India is witnessing a widening chasm between education, training and employment. Despite the complex web of government schemes and non-profit, for-profit, and public institutions that provide training, the incidence of formal training remains low at less than 4%, which can be bridged with the rise in apprenticeship in the country, says the latest findings by TeamLease Services.
The human resource firm, in its ‘India Employability Report’, said that for India to scale up to 10 million apprentices in 10 years, it is required that all training be eventually employer-led through apprenticeships.
Also, it must be an incremental process beginning with degree-linked apprenticeships, the governance architecture of apprenticeships must be streamlined, and mandate that universities, colleges, standalone institutions should make provisions for an apprenticeship programme, among other recommendations.
India currently has only 500,000 apprentices, which constitutes 0.11% of the pool of apprentices worldwide. “With these reforms, we will not only ramp up our apprenticeship adoption, but we will also get closer to what is already happening in Europe, China and Japan — countries that have pioneered apprenticeships over the decade,” the report said.
Rituparna Chakraborty, co-founder and executive director, TeamLease Services, said that India has the largest heterogeneous youth cohort of 371 million, with close to 3.5% youth joining the workforce every year.

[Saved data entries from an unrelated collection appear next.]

//! Platform module registry
//!
//! When the closure hits a reference to a module the universe has no symbols
//! for, one opportunistic registry lookup is attempted before the reference
//! is reported as a missing dependency. The registry is an explicit,
//! immutable lookup table built once from the built-in platform set plus the
//! configuration, then threaded through the run; there is no hidden global
//! cache.

use log::debug;

use crate::config::Config;
use crate::types::FxIndexMap;

/// Canonical platform modules every target framework is assumed to provide,
/// with the historical aliases that resolve to them.
const BUILTIN: &[(&str, &str)] = &[
    ("System.Runtime", "System.Runtime"),
    ("System.Private.CoreLib", "System.Runtime"),
    ("mscorlib", "System.Runtime"),
    ("netstandard", "netstandard"),
];

/// Immutable name-to-canonical-name table for platform modules.
#[derive(Debug, Default)]
pub struct PlatformRegistry {
    canonical_by_alias: FxIndexMap<String, String>,
}

impl PlatformRegistry {
    /// Built-in platform set only.
    pub fn builtin() -> Self {
        let mut registry = Self::default();
        for (alias, canonical) in BUILTIN {
            registry
                .canonical_by_alias
                .insert((*alias).to_string(), (*canonical).to_string());
        }
        registry
    }

    /// Built-in platform set extended with the configured module names and
    /// aliases. Configured entries win over built-ins.
    pub fn from_config(config: &Config) -> Self {
        let mut registry = Self::builtin();
        for name in &config.platform_modules {
            registry
                .canonical_by_alias
                .insert(name.clone(), name.clone());
        }
        for (alias, canonical) in &config.platform_aliases {
            registry
                .canonical_by_alias
                .insert(alias.clone(), canonical.clone());
        }
        debug!("platform registry holds {} entries", registry.len());
        registry
    }

    /// Resolve a module name to its canonical platform module, if known.
    pub fn resolve(&self, module: &str) -> Option<&str> {
        self.canonical_by_alias.get(module).map(String::as_str)
    }

    pub fn len(&self) -> usize {
        self.canonical_by_alias.len()
    }

    pub fn is_empty(&self) -> bool {
        self.canonical_by_alias.is_empty()
    }
}

#[cfg(test)]
mod tests {
    use super::*;

    #[test]
    fn builtin_aliases_resolve_to_canonical_name() {
        let registry = PlatformRegistry::builtin();
        assert_eq!(registry.resolve("mscorlib"), Some("System.Runtime"));
        assert_eq!(registry.resolve("System.Runtime"), Some("System.Runtime"));
        assert_eq!(registry.resolve("ThirdParty.Lib"), None);
    }

    #[test]
    fn configured_entries_extend_and_override() {
        let mut config = Config::default();
        config.platform_modules.push("Vendor.Sdk".to_string());
        config
            .platform_aliases
            .insert("mscorlib".to_string(), "Vendor.Corlib".to_string());

        let registry = PlatformRegistry::from_config(&config);
        assert_eq!(registry.resolve("Vendor.Sdk"), Some("Vendor.Sdk"));
        assert_eq!(registry.resolve("mscorlib"), Some("Vendor.Corlib"));
    }
}
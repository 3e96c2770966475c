//! Flags decomposition solver
//!
//! Reconstructs a bitwise expression over an enum's named members that
//! evaluates exactly to a raw constant. Only disjoint OR coverings are
//! searched; a value coverable solely by overlapping members fails with
//! [`FlagsSolveError::Unsupported`] instead of degrading to an inferior
//! rendering. That refusal is intentional and load-bearing: callers treat it
//! as an unsupported construct, not as a missing optimization.

use crate::error::{EngineError, FlagsSolveError};
use crate::symbols::{Member, TypeId, TypeKind, Universe};

/// A nonzero enum member the solver may use, in declaration order.
#[derive(Debug, Clone, PartialEq, Eq)]
pub struct FlagsMember {
    /// Member index within the declaring enum.
    pub member_index: usize,
    pub name: String,
    pub value: u64,
}

/// A bitwise expression tree over enum members. Only `Member` and flat `Or`
/// nodes are ever produced by the solver; the other variants exist for
/// renderers that consume hand-written expressions.
#[derive(Debug, Clone, PartialEq, Eq)]
pub enum FlagsOperation {
    Member(FlagsMember),
    Or(Vec<FlagsOperation>),
    And(Vec<FlagsOperation>),
    Xor(Vec<FlagsOperation>),
    Not(Box<FlagsOperation>),
}

impl FlagsOperation {
    /// Build an `Or`, flattening any nested `Or` operands into one flat
    /// N-ary node. At least two operands must remain after flattening.
    pub fn or(operands: Vec<FlagsOperation>) -> FlagsOperation {
        let mut flattened = Vec::with_capacity(operands.len());
        for operand in operands {
            match operand {
                FlagsOperation::Or(inner) => flattened.extend(inner),
                other => flattened.push(other),
            }
        }
        debug_assert!(flattened.len() >= 2, "Or requires at least two operands");
        FlagsOperation::Or(flattened)
    }

    /// Bitwise value of the expression.
    pub fn evaluate(&self) -> u64 {
        match self {
            FlagsOperation::Member(member) => member.value,
            FlagsOperation::Or(operands) => {
                operands.iter().fold(0, |acc, op| acc | op.evaluate())
            }
            FlagsOperation::And(operands) => operands
                .iter()
                .fold(u64::MAX, |acc, op| acc & op.evaluate()),
            FlagsOperation::Xor(operands) => {
                operands.iter().fold(0, |acc, op| acc ^ op.evaluate())
            }
            FlagsOperation::Not(operand) => !operand.evaluate(),
        }
    }
}

impl std::fmt::Display for FlagsOperation {
    fn fmt(&self, f: &mut std::fmt::Formatter<'_>) -> std::fmt::Result {
        fn join(
            f: &mut std::fmt::Formatter<'_>,
            operands: &[FlagsOperation],
            separator: &str,
        ) -> std::fmt::Result {
            for (i, operand) in operands.iter().enumerate() {
                if i != 0 {
                    write!(f, "{separator}")?;
                }
                write!(f, "{operand}")?;
            }
            Ok(())
        }

        match self {
            FlagsOperation::Member(member) => write!(f, "{}", member.name),
            FlagsOperation::Or(operands) => join(f, operands, " | "),
            FlagsOperation::And(operands) => join(f, operands, " & "),
            FlagsOperation::Xor(operands) => join(f, operands, " ^ "),
            FlagsOperation::Not(operand) => {
                if matches!(
                    operand.as_ref(),
                    FlagsOperation::Or(_) | FlagsOperation::And(_) | FlagsOperation::Xor(_)
                ) {
                    write!(f, "~({operand})")
                } else {
                    write!(f, "~{operand}")
                }
            }
        }
    }
}

/// Solver over one enum's members. Zero-valued members are dropped up front;
/// they can never contribute to a nonzero decomposition.
#[derive(Debug)]
pub struct FlagsSolver {
    members: Vec<FlagsMember>,
}

impl FlagsSolver {
    /// Collect the nonzero constant members of `enum_id` in declaration
    /// order, normalizing every underlying integer width to a `u64` bit
    /// pattern.
    pub fn for_enum(universe: &Universe, enum_id: TypeId) -> Result<Self, EngineError> {
        let ty = universe.ty(enum_id);
        if !matches!(ty.kind, TypeKind::Enum { .. }) {
            return Err(EngineError::unsupported(
                universe.qualified_name(enum_id),
                "flags decomposition requested for a non-enum type",
            ));
        }

        let mut members = Vec::new();
        for (member_index, member) in ty.members.iter().enumerate() {
            let Member::Field(field) = member else {
                continue;
            };
            let Some(constant) = &field.constant else {
                continue;
            };
            let Some(value) = constant.as_bits() else {
                return Err(EngineError::unsupported(
                    universe.qualified_name(enum_id),
                    format!("enum member `{}` has a non-integral constant", field.name),
                ));
            };
            if value == 0 {
                continue;
            }
            members.push(FlagsMember {
                member_index,
                name: field.name.clone(),
                value,
            });
        }

        Ok(FlagsSolver { members })
    }

    #[cfg(test)]
    fn from_values(values: &[(&str, u64)]) -> Self {
        FlagsSolver {
            members: values
                .iter()
                .enumerate()
                .filter(|(_, (_, value))| *value != 0)
                .map(|(i, (name, value))| FlagsMember {
                    member_index: i,
                    name: (*name).to_string(),
                    value: *value,
                })
                .collect(),
        }
    }

    /// Decompose `value` into an expression over the enum's members.
    pub fn solve(&self, value: u64) -> Result<FlagsOperation, FlagsSolveError> {
        self.solve_inner(value)
            .ok_or(FlagsSolveError::Unsupported { value })
    }

    fn solve_inner(&self, value: u64) -> Option<FlagsOperation> {
        // An exactly matching member always beats a compound equivalent;
        // declaration order breaks ties.
        for member in &self.members {
            if member.value == value {
                return Some(FlagsOperation::Member(member.clone()));
            }
        }

        // Greedy depth-first over disjoint covers: take the first member
        // whose bits all lie inside the target and recurse on the remainder.
        // No backtracking across siblings once a remainder decomposes.
        for member in &self.members {
            if member.value & !value != 0 {
                continue;
            }
            let remaining = value & !member.value;
            if let Some(rest) = self.solve_inner(remaining) {
                return Some(FlagsOperation::or(vec![
                    FlagsOperation::Member(member.clone()),
                    rest,
                ]));
            }
        }

        None
    }
}

#[cfg(test)]
mod tests {
    use pretty_assertions::assert_eq;

    use super::*;

    #[test]
    fn disjoint_cover_evaluates_to_target() {
        let solver = FlagsSolver::from_values(&[("A", 1), ("B", 2), ("C", 4)]);
        let operation = solver.solve(7).unwrap();
        assert_eq!(operation.evaluate(), 7);
        assert_eq!(operation.to_string(), "A | B | C");
    }

    #[test]
    fn exact_member_beats_compound_equivalent() {
        let solver = FlagsSolver::from_values(&[("A", 1), ("B", 2), ("AB", 3)]);
        let operation = solver.solve(3).unwrap();
        assert_eq!(operation, FlagsOperation::Member(FlagsMember {
            member_index: 2,
            name: "AB".to_string(),
            value: 3,
        }));
    }

    #[test]
    fn declaration_order_breaks_value_ties() {
        let solver = FlagsSolver::from_values(&[("First", 8), ("Second", 8)]);
        let FlagsOperation::Member(member) = solver.solve(8).unwrap() else {
            panic!("expected a single member");
        };
        assert_eq!(member.name, "First");
    }

    #[test]
    fn zero_without_zero_member_fails() {
        let solver = FlagsSolver::from_values(&[("A", 1), ("B", 2)]);
        assert_eq!(
            solver.solve(0),
            Err(FlagsSolveError::Unsupported { value: 0 })
        );
    }

    #[test]
    fn overlapping_only_cover_is_refused() {
        // 3 | 5 == 7, but the members overlap in bit 0; no disjoint cover of
        // 7 exists, so the solver must refuse rather than emit `3 | 5`.
        let solver = FlagsSolver::from_values(&[("Low", 3), ("High", 5)]);
        assert_eq!(
            solver.solve(7),
            Err(FlagsSolveError::Unsupported { value: 7 })
        );
    }

    #[test]
    fn mixed_single_and_compound_remainder() {
        let solver = FlagsSolver::from_values(&[("ReadWrite", 3), ("Execute", 4), ("Read", 1)]);
        let operation = solver.solve(7).unwrap();
        assert_eq!(operation.evaluate(), 7);
        assert_eq!(operation.to_string(), "ReadWrite | Execute");
    }

    #[test]
    fn or_construction_flattens_nested_ors() {
        let member = |name: &str, value: u64| {
            FlagsOperation::Member(FlagsMember {
                member_index: 0,
                name: name.to_string(),
                value,
            })
        };
        let nested = FlagsOperation::or(vec![
            member("A", 1),
            FlagsOperation::or(vec![member("B", 2), member("C", 4)]),
        ]);
        let FlagsOperation::Or(operands) = &nested else {
            panic!("expected Or");
        };
        assert_eq!(operands.len(), 3);
        assert_eq!(nested.to_string(), "A | B | C");
    }

    #[test]
    fn not_rendering_parenthesizes_compound_operands() {
        let member = |name: &str, value: u64| {
            FlagsOperation::Member(FlagsMember {
                member_index: 0,
                name: name.to_string(),
                value,
            })
        };
        let not_compound = FlagsOperation::Not(Box::new(FlagsOperation::or(vec![
            member("A", 1),
            member("B", 2),
        ])));
        assert_eq!(not_compound.to_string(), "~(A | B)");
        assert_eq!(not_compound.evaluate(), !3);

        let not_single = FlagsOperation::Not(Box::new(member("A", 1)));
        assert_eq!(not_single.to_string(), "~A");
    }
}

However, India is also seeing rising unemployment and underemployment concerns.
“Unemployment rate in India went from 2.3% in 2009 to 5.8% in 2018 and youth unemployment rate is at 12.9%. Incidentally, from those who are unemployed, 16% are graduate degree holders and over 14% are post graduate degree students. All of this indicates a significant mismatch between what the world of work needs and what our youth knows,” she said.
According to the report, providing quality education, training and employment to our massive youth cohort is an adventurous task. Furthermore, with social economic challenges of the candidates coupled with an education system which is more focused on the supply front over learning outcomes, the journey becomes even more challenging.

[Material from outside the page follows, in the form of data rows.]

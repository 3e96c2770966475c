//! Error taxonomy for the analysis engine
//!
//! Two failure modes exist. An unrecognized symbol shape is fatal to the
//! module pass that hits it and surfaces immediately; a silently-wrong
//! approximation of a public surface is worse than no output. Unresolved
//! cross-module references are *not* errors at discovery time: they are
//! collected across the whole run and reported once (see the orchestrator).

use thiserror::Error;

/// Fatal analysis errors.
#[derive(Debug, Error)]
pub enum EngineError {
    /// A symbol shape the engine does not understand. Carries the qualified
    /// path of the offending item so the operator can locate it.
    #[error("unsupported construct at `{path}`: {detail}")]
    UnsupportedConstruct { path: String, detail: String },
}

impl EngineError {
    pub fn unsupported(path: impl Into<String>, detail: impl Into<String>) -> Self {
        EngineError::UnsupportedConstruct {
            path: path.into(),
            detail: detail.into(),
        }
    }
}

/// Failure of the flags decomposition solver.
///
/// Values coverable only by overlapping members are deliberately refused:
/// the solver fails loudly instead of producing an inferior expression.
#[derive(Debug, Clone, Copy, PartialEq, Eq, Error)]
pub enum FlagsSolveError {
    #[error("no disjoint flag covering exists for value {value:#x}")]
    Unsupported { value: u64 },
}

/// Structural problems in a universe snapshot, caught by a one-time
/// validation pass right after deserialization so the rest of the engine can
/// index into the arenas without range checks.
#[derive(Debug, Error)]
pub enum SnapshotError {
    #[error("type id {id} is out of range (universe has {len} types)")]
    TypeIdOutOfRange { id: u32, len: usize },

    #[error("module id {id} is out of range (universe has {len} modules)")]
    ModuleIdOutOfRange { id: u32, len: usize },

    #[error("type `{name}` is listed as a top-level type of module `{module}` but belongs to another module")]
    TopLevelTypeInWrongModule { module: String, name: String },

    #[error("duplicate module name `{0}`")]
    DuplicateModuleName(String),

    #[error("type `{name}` sits on a cyclic containment chain")]
    CyclicContainment { name: String },
}
//! Analysis pipeline
//!
//! Drives the whole run: one closure pass per module, strictly sequential,
//! each completing before its results are consumed; then the module graph and
//! its cycle edges, which require *all* closures to be finished; finally the
//! serializable report the emitter and project writer consume. Missing
//! dependencies are collected across the entire run and surfaced once.

use anyhow::{Context, bail};
use log::{debug, info, warn};
use serde::Serialize;

use crate::analysis::{ClosureAnalyzer, FlagsSolver, ModuleClosure};
use crate::config::Config;
use crate::error::EngineError;
use crate::graph::ModuleGraph;
use crate::registry::PlatformRegistry;
use crate::symbols::{Member, TypeId, TypeKind, TypeRef, TypeTarget, Universe};
use crate::types::{FxIndexMap, ReferenceKind};

/// One declared type in a module report.
#[derive(Debug, Serialize)]
pub struct DeclaredType {
    pub name: String,
    pub reasons: String,
    /// Names of the members belonging to the emitted surface. Present only
    /// for fully declared types.
    #[serde(skip_serializing_if = "Option::is_none")]
    pub members: Option<Vec<String>>,
}

/// A classified reference from one module to another.
#[derive(Debug, Serialize)]
pub struct ModuleReference {
    pub name: String,
    pub kind: ReferenceKind,
}

/// A pre-rendered flag-enum constant expression.
#[derive(Debug, Serialize)]
pub struct FlagExpression {
    /// `Type.field` location of the constant.
    pub location: String,
    pub rendered: String,
}

/// Per-module slice of the final report.
#[derive(Debug, Serialize)]
pub struct ModuleReport {
    pub name: String,
    pub declared_types: Vec<DeclaredType>,
    pub used_attribute_constructors: Vec<String>,
    pub references: Vec<ModuleReference>,
    pub flag_expressions: Vec<FlagExpression>,
}

/// Everything downstream consumers need: reason-tagged declarations, edge
/// classification, generation order, and the consolidated gap report.
#[derive(Debug, Serialize)]
pub struct AnalysisReport {
    pub modules: Vec<ModuleReport>,
    pub generation_order: Vec<String>,
    pub cycle_edges: Vec<(String, String)>,
    /// Module name -> unresolved external references, as `module::type`.
    pub missing_dependencies: FxIndexMap<String, Vec<String>>,
}

/// Run the full pipeline over a validated universe.
pub fn run_analysis(
    universe: &Universe,
    registry: &PlatformRegistry,
    config: &Config,
) -> anyhow::Result<AnalysisReport> {
    // Phase one: closures, one module at a time.
    let mut closures = Vec::with_capacity(universe.modules.len());
    for module in universe.module_ids() {
        let name = &universe.module(module).name;
        debug!("analyzing module `{name}`");
        let closure = ClosureAnalyzer::analyze(universe, registry, module)
            .with_context(|| format!("analyzing module `{name}`"))?;
        closures.push(closure);
    }

    // Phase two strictly follows: cycle detection needs every closure.
    let graph = ModuleGraph::build(universe, &closures);
    if !graph.cycle_edges().is_empty() {
        info!(
            "{} dependency edge(s) participate in cycles and will use binary references",
            graph.cycle_edges().len()
        );
    }

    let mut missing_dependencies: FxIndexMap<String, Vec<String>> = FxIndexMap::default();
    for closure in &closures {
        if closure.missing.is_empty() {
            continue;
        }
        let entries = missing_dependencies
            .entry(universe.module(closure.module).name.clone())
            .or_default();
        for reference in &closure.missing {
            entries.push(format!("{}::{}", reference.module, reference.name));
        }
    }

    if !missing_dependencies.is_empty() {
        for (module, references) in &missing_dependencies {
            warn!(
                "module `{module}` has {} unresolved reference(s): {}",
                references.len(),
                references.join(", ")
            );
        }
        if config.fail_on_missing {
            bail!(
                "{} module(s) have unresolved references; supply the missing inputs",
                missing_dependencies.len()
            );
        }
    }

    let modules = closures
        .iter()
        .map(|closure| module_report(universe, closure, &graph))
        .collect::<Result<Vec<_>, EngineError>>()?;

    Ok(AnalysisReport {
        modules,
        generation_order: graph.generation_order(),
        cycle_edges: graph.cycle_edges().iter().cloned().collect(),
        missing_dependencies,
    })
}

fn module_report(
    universe: &Universe,
    closure: &ModuleClosure,
    graph: &ModuleGraph,
) -> Result<ModuleReport, EngineError> {
    let module_name = &universe.module(closure.module).name;

    let declared_types = closure
        .reasons
        .iter()
        .map(|(&type_id, &reasons)| DeclaredType {
            name: universe.qualified_name(type_id),
            reasons: reasons.to_string(),
            members: closure.emitted_members.get(&type_id).map(|indices| {
                indices
                    .iter()
                    .map(|&index| member_name(universe.ty(type_id).members.get(index)))
                    .collect()
            }),
        })
        .collect();

    let used_attribute_constructors = closure
        .used_attribute_ctors
        .iter()
        .map(|&(attribute, index)| format!("{}::ctor#{index}", universe.qualified_name(attribute)))
        .collect();

    let mut references: Vec<ModuleReference> = closure
        .module_deps
        .iter()
        .map(|&dependency| {
            let dependency_name = &universe.module(dependency).name;
            ModuleReference {
                name: dependency_name.clone(),
                kind: graph.reference_kind(module_name, dependency_name),
            }
        })
        .collect();
    references.extend(closure.platform_deps.iter().map(|name| ModuleReference {
        name: name.clone(),
        kind: ReferenceKind::Platform,
    }));

    Ok(ModuleReport {
        name: module_name.clone(),
        declared_types,
        used_attribute_constructors,
        references,
        flag_expressions: flag_expressions(universe, closure)?,
    })
}

fn member_name(member: Option<&Member>) -> String {
    match member {
        Some(Member::Field(f)) => f.name.clone(),
        Some(Member::Property(p)) => p.name.clone(),
        Some(Member::Event(e)) => e.name.clone(),
        Some(Member::Method(m)) => m.name.clone(),
        Some(Member::NestedType(_)) | None => String::new(),
    }
}

/// Pre-render every flag-enum constant in the module's declared surface that
/// needs a compound expression. A constant no disjoint cover exists for is an
/// unsupported construct, surfaced with its location.
fn flag_expressions(
    universe: &Universe,
    closure: &ModuleClosure,
) -> Result<Vec<FlagExpression>, EngineError> {
    let mut expressions = Vec::new();

    for (&type_id, indices) in &closure.emitted_members {
        for &index in indices {
            let Some(Member::Field(field)) = universe.ty(type_id).members.get(index) else {
                continue;
            };
            let Some(value) = field.constant.as_ref().and_then(|c| c.as_bits()) else {
                continue;
            };
            let Some(enum_id) = flags_enum_target(universe, &field.ty) else {
                continue;
            };
            // Enum members declaring their own value render as themselves.
            if enum_id == type_id {
                continue;
            }

            let solver = FlagsSolver::for_enum(universe, enum_id)?;
            let location = format!("{}.{}", universe.qualified_name(type_id), field.name);
            let operation = solver.solve(value).map_err(|e| {
                EngineError::unsupported(location.clone(), e.to_string())
            })?;
            // A constant matched by a single member needs no pre-rendering.
            if matches!(operation, crate::analysis::FlagsOperation::Member(_)) {
                continue;
            }
            expressions.push(FlagExpression {
                location,
                rendered: operation.to_string(),
            });
        }
    }

    Ok(expressions)
}

/// The in-universe flags enum a field's type resolves to, if any.
fn flags_enum_target(universe: &Universe, ty: &TypeRef) -> Option<TypeId> {
    let TypeRef::Named {
        target: TypeTarget::Resolved(id),
        ..
    } = ty
    else {
        return None;
    };
    match universe.ty(*id).kind {
        TypeKind::Enum { is_flags: true } => Some(*id),
        _ => None,
    }
}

The findings undertaken, along with JustJobs Network, highlight that supply-side focus of training does not align with the demands of the job market. While large and growing youth population needs good jobs to harness their productive potential, businesses also need a workforce that is equipped to meet the growing and changing demands of markets, said the report.
“Apprenticeships can help bridge these gaps, resulting in better outcomes for youth, but also good return on investment for employers by significantly reducing the cost of hiring, imparting need-based skills, and expanding the pool of potential hires”, said Sabina Dewan, president and executive director, JustJobs Network.